Quantitative Interspecific Approach to the Stylosphere: Patterns of Bacteria and Fungi Abundance on Passerine Bird Feathers


Feathers are the habitat of a myriad of organisms, from fungi and bacteria to lice and mites. Although most studies focus on specific taxa and their interaction with the bird host, anecdotal data glimpse feathers as holders of a system with its own ecology, what we call here the stylosphere. A major gap in our knowledge of the stylosphere is the ecology of the total abundance of microorganisms, being also rare to find studies that analyze abundance of more than one group of microorganisms at the bird interspecific level. Here, we quantified bacterial and fungi abundances through qPCR on the wing feathers of 144 birds from 24 passerine and one non-passerine bird species from three localities in Southern Spain. Bacteria and fungi abundances spanned three orders of magnitude among individual birds, but were consistent when comparing the right and the left wing feathers of individuals. Sampling locality explained ca. 14% of the variation in both bacteria and fungi abundances.
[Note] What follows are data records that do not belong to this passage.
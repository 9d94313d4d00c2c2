//! Headless level host.
//!
//! Plays the part of the rendering collaborator: owns the map, builds the
//! scene snapshot every frame, flies bullets, applies cell-clear requests and
//! removes dead enemies. The player is scripted: it stands on its spawn cell
//! and shoots at the nearest enemy it can see.

use std::path::Path;
use std::time::Instant;

use glam::Vec3;
use labyrinth_common::{GridCell, LabyrinthResult, EYE_HEIGHT};
use labyrinth_gameplay::{
    line_blocked, Cell, EnemyController, EnemyEvent, EnemyPose, Faction, FrameClock, MapGrid,
    SceneObject, SceneQuery, SceneSnapshot, BULLET_NAME,
};
use serde::{Deserialize, Serialize};
use tracing::{debug, info, warn};

use crate::config::SimConfig;
use crate::timing::FrameTiming;

/// Level used when no map file is configured.
pub const DEFAULT_LEVEL: &str = "\
###############
#P····#·······#
#·###·#·##E##·#
#·#E··········#
#·#·###·#·#####
#·······#···E·#
###·#####·###·#
#E··#·······#·#
#·###·#E#·#·#·#
#·············#
###############
";

/// Enemy bullets closer than this to the player count as a hit.
const PLAYER_HIT_RADIUS: f32 = 0.5;

/// Loads the configured level, falling back to [`DEFAULT_LEVEL`].
pub fn load_map(path: Option<&Path>) -> LabyrinthResult<MapGrid> {
    let map = match path {
        Some(path) => {
            let text = std::fs::read_to_string(path)?;
            info!("Loaded level from {}", path.display());
            MapGrid::parse(&text)?
        },
        None => MapGrid::parse(DEFAULT_LEVEL)?,
    };
    Ok(map)
}

/// Statistics of one run.
#[derive(Debug, Clone, Default, PartialEq, Serialize, Deserialize)]
pub struct RunReport {
    /// Frames simulated
    pub frames: u64,
    /// Enemies spawned from the map
    pub enemies_spawned: usize,
    /// Enemies removed after being shot
    pub enemies_killed: usize,
    /// Enemies alive at the end
    pub enemies_remaining: usize,
    /// Projectiles fired by enemies
    pub enemy_shots: u64,
    /// Projectiles fired by the player
    pub player_shots: u64,
    /// Enemy projectiles that reached the player
    pub player_hits: u64,
    /// Patrol to chase transitions
    pub chase_starts: u64,
    /// Patrol direction re-rolls
    pub direction_changes: u64,
    /// Mean controller update time (milliseconds)
    pub average_update_ms: f32,
    /// Enemy poses after the last frame
    pub final_poses: Vec<EnemyPose>,
}

#[derive(Debug, Clone, Copy)]
struct Bullet {
    position: Vec3,
    velocity: Vec3,
    faction: Faction,
    frames_left: u32,
}

/// Drives the enemy controller frame by frame.
#[derive(Debug)]
pub struct Simulation {
    config: SimConfig,
    map: MapGrid,
    controller: EnemyController,
    timing: FrameTiming,
    /// Persistent snapshot; walls are static, objects are rebuilt per frame
    scene: SceneSnapshot,
    player: Option<Vec3>,
    bullets: Vec<Bullet>,
    next_player_shot_ms: u64,
    report: RunReport,
}

impl Simulation {
    /// Creates a simulation and spawns every enemy of the map.
    #[must_use]
    pub fn new(config: SimConfig, map: MapGrid) -> Self {
        let seed = config.seed.unwrap_or_else(|| fastrand::u64(..));
        let mut controller = EnemyController::with_config(config.ai.clone(), seed);
        let timing = FrameTiming::new(config.target_fps);

        let spawned = controller.spawn_from_map(&map, timing.clock());
        let player = map.player_spawn().map(|cell| cell.to_world(EYE_HEIGHT));
        if player.is_none() {
            warn!("Level has no player spawn, enemies will only patrol");
        }

        let mut scene = SceneSnapshot::new();
        for wall in map.walls() {
            scene.add_wall(wall.to_world(EYE_HEIGHT));
        }
        scene.set_player(player);

        info!(enemies = spawned.len(), seed, "simulation ready");
        Self {
            config,
            map,
            controller,
            timing,
            scene,
            player,
            bullets: Vec::new(),
            next_player_shot_ms: 0,
            report: RunReport {
                enemies_spawned: spawned.len(),
                ..RunReport::default()
            },
        }
    }

    /// Level map in its current state.
    #[must_use]
    pub fn map(&self) -> &MapGrid {
        &self.map
    }

    /// Enemy controller.
    #[must_use]
    pub fn controller(&self) -> &EnemyController {
        &self.controller
    }

    /// Scene snapshot handed to the controller on the last frame.
    #[must_use]
    pub fn scene(&self) -> &SceneSnapshot {
        &self.scene
    }

    /// Report of the frames simulated so far.
    #[must_use]
    pub fn report(&self) -> RunReport {
        let mut report = self.report.clone();
        report.frames = self.timing.frame();
        report.enemies_remaining = self.controller.len();
        report.average_update_ms = self.timing.average_update_ms();
        report.final_poses = self.controller.poses().collect();
        report
    }

    /// Runs every configured frame and returns the report.
    pub fn run(mut self) -> RunReport {
        for _ in 0..self.config.frames {
            self.step();
        }
        let report = self.report();
        info!(
            frames = report.frames,
            killed = report.enemies_killed,
            remaining = report.enemies_remaining,
            "simulation finished"
        );
        report
    }

    /// Simulates one frame.
    pub fn step(&mut self) {
        let clock = self.timing.advance();

        self.fly_bullets();
        self.player_fire(clock);
        self.rebuild_objects();

        let started = Instant::now();
        self.controller.update(&self.scene, clock);
        self.timing.record_update(started.elapsed());

        for shot in self.controller.drain_projectiles() {
            self.report.enemy_shots += 1;
            self.bullets.push(Bullet {
                position: shot.position,
                velocity: shot.velocity,
                faction: Faction::Enemy,
                frames_left: self.config.bullet_lifetime_frames,
            });
        }

        for request in self.controller.drain_map_requests() {
            if let Err(e) = self.map.apply(request) {
                warn!("Dropped map request {request:?}: {e}");
            }
        }
        let removed = self.controller.sync_with_map(&self.map);
        self.report.enemies_killed += removed.len();

        for event in self.controller.drain_events() {
            match event {
                EnemyEvent::ChaseStarted { .. } => self.report.chase_starts += 1,
                EnemyEvent::DirectionChanged { .. } => self.report.direction_changes += 1,
                _ => {},
            }
        }
    }

    fn fly_bullets(&mut self) {
        let map = &self.map;
        let player = self.player;
        let mut hits = 0;

        self.bullets.retain_mut(|bullet| {
            bullet.position += bullet.velocity;
            bullet.frames_left = bullet.frames_left.saturating_sub(1);
            if bullet.frames_left == 0 {
                return false;
            }
            if !matches!(map.cell_at(GridCell::snap(bullet.position)), Some(cell) if cell != Cell::Wall)
            {
                return false;
            }
            if bullet.faction == Faction::Enemy {
                if let Some(player) = player {
                    if bullet.position.distance(player) < PLAYER_HIT_RADIUS {
                        hits += 1;
                        return false;
                    }
                }
            }
            true
        });

        if hits > 0 {
            debug!(hits, "player hit");
        }
        self.report.player_hits += hits;
    }

    fn player_fire(&mut self, clock: FrameClock) {
        let Some(player) = self.player else {
            return;
        };
        let interval = self.config.player_fire_interval_ms;
        if interval == 0 || clock.now_ms < self.next_player_shot_ms {
            return;
        }

        let from = GridCell::from_world(player);
        let target = self
            .controller
            .poses()
            .filter(|pose| {
                !line_blocked(from, GridCell::from_world(pose.position), self.scene.walls())
            })
            .min_by(|a, b| {
                a.position
                    .distance(player)
                    .total_cmp(&b.position.distance(player))
            });

        let Some(target) = target else {
            return;
        };
        let direction = (target.position - player).normalize_or_zero();
        if direction == Vec3::ZERO {
            return;
        }

        self.bullets.push(Bullet {
            position: player,
            velocity: direction * self.config.bullet_speed,
            faction: Faction::Player,
            frames_left: self.config.bullet_lifetime_frames,
        });
        self.report.player_shots += 1;
        self.next_player_shot_ms = clock.now_ms + interval;
        debug!(target = %target.id, "player fired");
    }

    fn rebuild_objects(&mut self) {
        self.scene.clear_objects();
        for pose in self.controller.poses() {
            self.scene.add_object(SceneObject::new(
                pose.id.scene_name(),
                pose.position,
                Faction::Enemy,
            ));
        }
        for bullet in &self.bullets {
            self.scene
                .add_object(SceneObject::new(BULLET_NAME, bullet.position, bullet.faction));
        }
    }
}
Even when statistically controlling for sampling locality, microbial abundances consistently differed between birds from different species, but these differences were not explained by bird phylogeny. Finally, bird individuals and species having more bacteria also tended to held larger abundances of fungi. Our results suggest a quite complex explanation for stylosphere microorganisms’ abundance, being shaped by bird individual and species traits, as well as environmental factors, and likely bacteria–fungi interactions.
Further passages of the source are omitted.